(Saved data entries)
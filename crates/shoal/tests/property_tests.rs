//! Property-based tests for the container invariants.
//!
//! Each property pits a container against a trivially correct model (a
//! `VecDeque`, a `BTreeMap`, a sorted vector) over arbitrary operation
//! sequences.

use proptest::prelude::*;
use shoal::{
    cmp_bytes, cmp_u16, heap_key_ops_u32, AvlTree, BinomialHeap, FlatBuffer, HeapMode, RbTree,
    RingMode, RingQueue, SkipList, Trie, WalkAction,
};
use std::collections::{BTreeMap, VecDeque};

// =============================================================================
// Ring queue: bounded count, FIFO conservation (single-threaded)
// =============================================================================

proptest! {
    // Refused writes burn their full retry budget (real sleeps), so keep
    // the case count low for the ring properties.
    #![proptest_config(ProptestConfig::with_cases(32))]

    /// Writes beyond the capacity are refused in blocking mode; reads
    /// drain exactly the accepted values.
    #[test]
    fn prop_ring_bounded_count(writes in 0usize..16) {
        let capacity = 8;
        let q = RingQueue::new(capacity, RingMode::Blocking);

        let mut accepted = 0;
        for i in 0..writes {
            if q.write(Box::new(i)).is_ok() {
                accepted += 1;
            }
        }
        prop_assert_eq!(accepted, writes.min(capacity));
        prop_assert_eq!(q.write_count() as usize, accepted);

        let mut drained = 0;
        while q.read().is_some() {
            drained += 1;
        }
        prop_assert_eq!(drained, accepted);
        prop_assert!(q.is_empty());
    }

    /// Interleaved writes and reads behave exactly like a bounded FIFO.
    #[test]
    fn prop_ring_matches_fifo_model(ops in prop::collection::vec(prop::bool::ANY, 1..60)) {
        let capacity = 4;
        let q = RingQueue::new(capacity, RingMode::Blocking);
        let mut model: VecDeque<usize> = VecDeque::new();
        let mut next = 0usize;

        for write_op in ops {
            if write_op {
                let accepted = q.write(Box::new(next)).is_ok();
                if model.len() < capacity {
                    prop_assert!(accepted, "write refused below capacity");
                    model.push_back(next);
                } else {
                    prop_assert!(!accepted, "write accepted past capacity");
                }
                next += 1;
            } else {
                let got = q.read().map(|b| *b);
                prop_assert_eq!(got, model.pop_front());
            }
        }

        // Conservation at quiescence.
        prop_assert_eq!(
            q.write_count(),
            q.read_count() + model.len() as u64
        );
    }
}

// =============================================================================
// Flat buffer: round trips
// =============================================================================

proptest! {
    #[test]
    fn prop_fbuf_set_data_roundtrip(content in prop::collection::vec(any::<u8>(), 0..512)) {
        let mut buf = FlatBuffer::new(0);
        buf.set(&content).unwrap();
        prop_assert_eq!(buf.data(), &content[..]);
        prop_assert_eq!(buf.used(), content.len());
    }

    #[test]
    fn prop_fbuf_concat_associates(
        a in prop::collection::vec(any::<u8>(), 0..128),
        b in prop::collection::vec(any::<u8>(), 0..128),
    ) {
        let mut left = FlatBuffer::new(0);
        left.set(&a).unwrap();
        let mut right = FlatBuffer::new(0);
        right.set(&b).unwrap();

        let mut copied = FlatBuffer::new(0);
        left.copy_to(&mut copied).unwrap();
        copied.concat(&right).unwrap();

        left.concat(&right).unwrap();
        prop_assert_eq!(copied.data(), left.data());
    }
}

// =============================================================================
// Ordered containers vs. BTreeMap
// =============================================================================

#[derive(Debug, Clone)]
enum MapOp {
    Insert(u16, u32),
    Remove(u16),
}

fn map_ops() -> impl Strategy<Value = Vec<MapOp>> {
    prop::collection::vec(
        prop_oneof![
            (any::<u16>(), any::<u32>()).prop_map(|(k, v)| MapOp::Insert(k, v)),
            any::<u16>().prop_map(MapOp::Remove),
        ],
        1..200,
    )
}

proptest! {
    #[test]
    fn prop_avl_matches_model(ops in map_ops()) {
        let mut tree = AvlTree::new(cmp_u16);
        let mut model: BTreeMap<u16, u32> = BTreeMap::new();

        for op in ops {
            match op {
                MapOp::Insert(k, v) => {
                    prop_assert_eq!(tree.add(&k.to_ne_bytes(), v), model.insert(k, v));
                }
                MapOp::Remove(k) => {
                    prop_assert_eq!(tree.remove(&k.to_ne_bytes()), model.remove(&k));
                }
            }
        }

        prop_assert_eq!(tree.len(), model.len());
        for (k, v) in &model {
            prop_assert_eq!(tree.find(&k.to_ne_bytes()), Some(v));
        }

        // walk_sorted yields keys in non-decreasing order.
        let mut walked = Vec::new();
        tree.walk_sorted(|_, v| {
            walked.push(*v);
            WalkAction::Continue
        });
        let expected: Vec<u32> = model.values().copied().collect();
        prop_assert_eq!(walked, expected);
    }

    #[test]
    fn prop_rbtree_matches_model(ops in map_ops()) {
        let mut tree = RbTree::new(cmp_u16);
        let mut model: BTreeMap<u16, u32> = BTreeMap::new();

        for op in ops {
            match op {
                MapOp::Insert(k, v) => {
                    prop_assert_eq!(tree.add(&k.to_ne_bytes(), v), model.insert(k, v));
                }
                MapOp::Remove(k) => {
                    prop_assert_eq!(tree.remove(&k.to_ne_bytes()), model.remove(&k));
                }
            }
        }

        prop_assert_eq!(tree.len(), model.len());
        let mut walked = Vec::new();
        tree.walk_sorted(|_, v| {
            walked.push(*v);
            WalkAction::Continue
        });
        let expected: Vec<u32> = model.values().copied().collect();
        prop_assert_eq!(walked, expected);
    }

    #[test]
    fn prop_skiplist_matches_model(ops in map_ops()) {
        let mut list = SkipList::new(16, 0.5, cmp_u16);
        let mut model: BTreeMap<u16, u32> = BTreeMap::new();

        for op in ops {
            match op {
                MapOp::Insert(k, v) => {
                    prop_assert_eq!(list.insert(&k.to_ne_bytes(), v), model.insert(k, v));
                }
                MapOp::Remove(k) => {
                    prop_assert_eq!(list.remove(&k.to_ne_bytes()), model.remove(&k));
                }
            }
        }

        prop_assert_eq!(list.len(), model.len());
        for (k, v) in &model {
            prop_assert_eq!(list.search(&k.to_ne_bytes()), Some(v));
        }
    }
}

// =============================================================================
// Binomial heap: multiset drain order
// =============================================================================

proptest! {
    #[test]
    fn prop_heap_drains_sorted(values in prop::collection::vec(any::<u32>(), 0..100)) {
        let mut heap = BinomialHeap::new(heap_key_ops_u32(), HeapMode::Min);
        for &v in &values {
            heap.insert(&v.to_ne_bytes(), v);
        }
        prop_assert_eq!(heap.len(), values.len());

        let mut drained = Vec::new();
        while let Ok((_, v)) = heap.delete_minimum() {
            drained.push(v);
        }

        let mut expected = values;
        expected.sort_unstable();
        prop_assert_eq!(drained, expected);
    }

    #[test]
    fn prop_heap_merge_preserves_multiset(
        a in prop::collection::vec(any::<u32>(), 0..60),
        b in prop::collection::vec(any::<u32>(), 0..60),
    ) {
        let mut ha = BinomialHeap::new(heap_key_ops_u32(), HeapMode::Max);
        let mut hb = BinomialHeap::new(heap_key_ops_u32(), HeapMode::Max);
        for &v in &a {
            ha.insert(&v.to_ne_bytes(), v);
        }
        for &v in &b {
            hb.insert(&v.to_ne_bytes(), v);
        }

        let mut merged = BinomialHeap::merge(ha, hb).unwrap();
        prop_assert_eq!(merged.len(), a.len() + b.len());

        let mut drained = Vec::new();
        while let Ok((_, v)) = merged.delete_maximum() {
            drained.push(v);
        }

        let mut expected: Vec<u32> = a.into_iter().chain(b).collect();
        expected.sort_unstable_by(|x, y| y.cmp(x));
        prop_assert_eq!(drained, expected);
    }
}

// =============================================================================
// Trie: round trips and idempotent removal
// =============================================================================

proptest! {
    #[test]
    fn prop_trie_roundtrip(keys in prop::collection::hash_set("[a-z]{1,12}", 0..50)) {
        let mut trie = Trie::new();
        for (i, key) in keys.iter().enumerate() {
            prop_assert_eq!(trie.insert(key.as_bytes(), i), None);
        }
        prop_assert_eq!(trie.len(), keys.len());

        for (i, key) in keys.iter().enumerate() {
            prop_assert_eq!(trie.find(key.as_bytes()), Some(&i));
        }

        for key in &keys {
            prop_assert!(trie.remove(key.as_bytes()).is_some());
            // Idempotent with respect to subsequent find and remove.
            prop_assert_eq!(trie.find(key.as_bytes()), None);
            prop_assert_eq!(trie.remove(key.as_bytes()), None);
        }
        prop_assert!(trie.is_empty());
        prop_assert_eq!(trie.node_count(), 1);
    }
}

// =============================================================================
// Default byte comparator sanity
// =============================================================================

proptest! {
    #[test]
    fn prop_cmp_bytes_total_order(
        a in prop::collection::vec(any::<u8>(), 0..32),
        b in prop::collection::vec(any::<u8>(), 0..32),
    ) {
        use std::cmp::Ordering;
        let ab = cmp_bytes(&a, &b);
        let ba = cmp_bytes(&b, &a);
        prop_assert_eq!(ab, ba.reverse());
        if ab == Ordering::Equal {
            prop_assert_eq!(&a, &b);
        }
    }
}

■ YOUR ASSIGNMENT
Search the records for the word "reads". Copy each line where it appears.

■ RESULT FOR THIS EXERCISE
    /// Writes beyond the capacity are refused in blocking mode; reads
    /// Interleaved writes and reads behave exactly like a bounded FIFO.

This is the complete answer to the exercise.